Start of THE INPUT

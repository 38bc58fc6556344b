use std::fmt::Write as _;

use kubestrap_operations::{RunStatus, RunSummary};

/// Print a run summary: successes to stdout, aborts to stderr.
pub(crate) fn print_summary(summary: &RunSummary) {
    let text = format_summary(summary);
    if matches!(summary.status, RunStatus::Aborted { .. }) {
        eprint!("{text}");
    } else {
        print!("{text}");
    }
}

pub(crate) fn format_summary(summary: &RunSummary) -> String {
    let mut output = String::new();

    match &summary.status {
        RunStatus::Completed { join_command } => {
            let _ = writeln!(output, "{} completed successfully.", summary.kind);
            if let Some(command) = join_command {
                let _ = writeln!(output, "\nJoin worker nodes with:\n  {command}");
            }
            format_warnings(&mut output, &summary.warnings);
        }
        RunStatus::Aborted {
            step,
            message,
            applied,
            failed,
            failures,
            restored_services,
        } => {
            let _ = writeln!(output, "{} failed at step '{step}': {message}", summary.kind);
            let _ = writeln!(
                output,
                "Rollback: {applied} change(s) undone, {failed} could not be undone."
            );
            if !restored_services.is_empty() {
                let _ = writeln!(output, "Restarted services: {}", restored_services.join(", "));
            }
            if !failures.is_empty() {
                output.push_str("Manual cleanup needed:\n");
                for failure in failures {
                    let _ = writeln!(output, "  {failure}");
                }
            }
            format_warnings(&mut output, &summary.warnings);
        }
        RunStatus::Declined => {
            output.push_str("Aborted by user; no changes were made.\n");
        }
    }

    if let Some(path) = &summary.log_path {
        let _ = writeln!(output, "\nAudit log: {}", path.display());
    }

    output
}

fn format_warnings(output: &mut String, warnings: &[String]) {
    if warnings.is_empty() {
        return;
    }
    output.push_str("\nWarnings:\n");
    for warning in warnings {
        let _ = writeln!(output, "  {warning}");
    }
}

#[cfg(test)]
mod tests {
    use std::path::PathBuf;

    use super::*;

    fn summary(status: RunStatus) -> RunSummary {
        RunSummary {
            kind: "install-master".to_string(),
            status,
            completed_steps: Vec::new(),
            warnings: Vec::new(),
            log_path: None,
        }
    }

    #[test]
    fn completed_shows_join_command_and_warnings() {
        let mut s = summary(RunStatus::Completed {
            join_command: Some("kubeadm join 10.0.0.1:6443 --token abc".to_string()),
        });
        s.warnings = vec!["Warning: untaint_control_plane failed: no nodes".to_string()];
        s.log_path = Some(PathBuf::from("/var/log/kubestrap/run.log"));

        let text = format_summary(&s);

        assert!(text.starts_with("install-master completed successfully."));
        assert!(text.contains("  kubeadm join 10.0.0.1:6443 --token abc"));
        assert!(text.contains("Warnings:\n  Warning: untaint_control_plane"));
        assert!(text.contains("Audit log: /var/log/kubestrap/run.log"));
    }

    #[test]
    fn aborted_reports_rollback_tally() {
        let s = summary(RunStatus::Aborted {
            step: "kubeadm_init".to_string(),
            message: "command failed".to_string(),
            applied: 7,
            failed: 1,
            failures: vec!["restore /etc/fstab: permission denied".to_string()],
            restored_services: vec!["kubelet".to_string()],
        });

        let text = format_summary(&s);

        assert!(text.contains("failed at step 'kubeadm_init': command failed"));
        assert!(text.contains("7 change(s) undone, 1 could not be undone"));
        assert!(text.contains("Restarted services: kubelet"));
        assert!(text.contains("Manual cleanup needed:\n  restore /etc/fstab"));
        assert!(!text.contains("Warnings:"));
    }

    #[test]
    fn declined_says_nothing_changed() {
        let text = format_summary(&summary(RunStatus::Declined));

        assert_eq!(text, "Aborted by user; no changes were made.\n");
    }
}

End of THE INPUT

ACTION ITEM: All of the data above needs to be written out again, exactly.

EXERCISE ANSWER:
repository 38bc58fc6556344b
use std::fmt::Write as _;

use kubestrap_operations::{RunStatus, RunSummary};

/// Print a run summary: successes to stdout, aborts to stderr.
pub(crate) fn print_summary(summary: &RunSummary) {
    let text = format_summary(summary);
    if matches!(summary.status, RunStatus::Aborted { .. }) {
        eprint!("{text}");
    } else {
        print!("{text}");
    }
}

pub(crate) fn format_summary(summary: &RunSummary) -> String {
    let mut output = String::new();

    match &summary.status {
        RunStatus::Completed { join_command } => {
            let _ = writeln!(output, "{} completed successfully.", summary.kind);
            if let Some(command) = join_command {
                let _ = writeln!(output, "\nJoin worker nodes with:\n  {command}");
            }
            format_warnings(&mut output, &summary.warnings);
        }
        RunStatus::Aborted {
            step,
            message,
            applied,
            failed,
            failures,
            restored_services,
        } => {
            let _ = writeln!(output, "{} failed at step '{step}': {message}", summary.kind);
            let _ = writeln!(
                output,
                "Rollback: {applied} change(s) undone, {failed} could not be undone."
            );
            if !restored_services.is_empty() {
                let _ = writeln!(output, "Restarted services: {}", restored_services.join(", "));
            }
            if !failures.is_empty() {
                output.push_str("Manual cleanup needed:\n");
                for failure in failures {
                    let _ = writeln!(output, "  {failure}");
                }
            }
            format_warnings(&mut output, &summary.warnings);
        }
        RunStatus::Declined => {
            output.push_str("Aborted by user; no changes were made.\n");
        }
    }

    if let Some(path) = &summary.log_path {
        let _ = writeln!(output, "\nAudit log: {}", path.display());
    }

    output
}

fn format_warnings(output: &mut String, warnings: &[String]) {
    if warnings.is_empty() {
        return;
    }
    output.push_str("\nWarnings:\n");
    for warning in warnings {
        let _ = writeln!(output, "  {warning}");
    }
}

#[cfg(test)]
mod tests {
    use std::path::PathBuf;

    use super::*;

    fn summary(status: RunStatus) -> RunSummary {
        RunSummary {
            kind: "install-master".to_string(),
            status,
            completed_steps: Vec::new(),
            warnings: Vec::new(),
            log_path: None,
        }
    }

    #[test]
    fn completed_shows_join_command_and_warnings() {
        let mut s = summary(RunStatus::Completed {
            join_command: Some("kubeadm join 10.0.0.1:6443 --token abc".to_string()),
        });
        s.warnings = vec!["Warning: untaint_control_plane failed: no nodes".to_string()];
        s.log_path = Some(PathBuf::from("/var/log/kubestrap/run.log"));

        let text = format_summary(&s);

        assert!(text.starts_with("install-master completed successfully."));
        assert!(text.contains("  kubeadm join 10.0.0.1:6443 --token abc"));
        assert!(text.contains("Warnings:\n  Warning: untaint_control_plane"));
        assert!(text.contains("Audit log: /var/log/kubestrap/run.log"));
    }

    #[test]
    fn aborted_reports_rollback_tally() {
        let s = summary(RunStatus::Aborted {
            step: "kubeadm_init".to_string(),
            message: "command failed".to_string(),
            applied: 7,
            failed: 1,
            failures: vec!["restore /etc/fstab: permission denied".to_string()],
            restored_services: vec!["kubelet".to_string()],
        });

        let text = format_summary(&s);

        assert!(text.contains("failed at step 'kubeadm_init': command failed"));
        assert!(text.contains("7 change(s) undone, 1 could not be undone"));
        assert!(text.contains("Restarted services: kubelet"));
        assert!(text.contains("Manual cleanup needed:\n  restore /etc/fstab"));
        assert!(!text.contains("Warnings:"));
    }

    #[test]
    fn declined_says_nothing_changed() {
        let text = format_summary(&summary(RunStatus::Declined));

        assert_eq!(text, "Aborted by user; no changes were made.\n");
    }
}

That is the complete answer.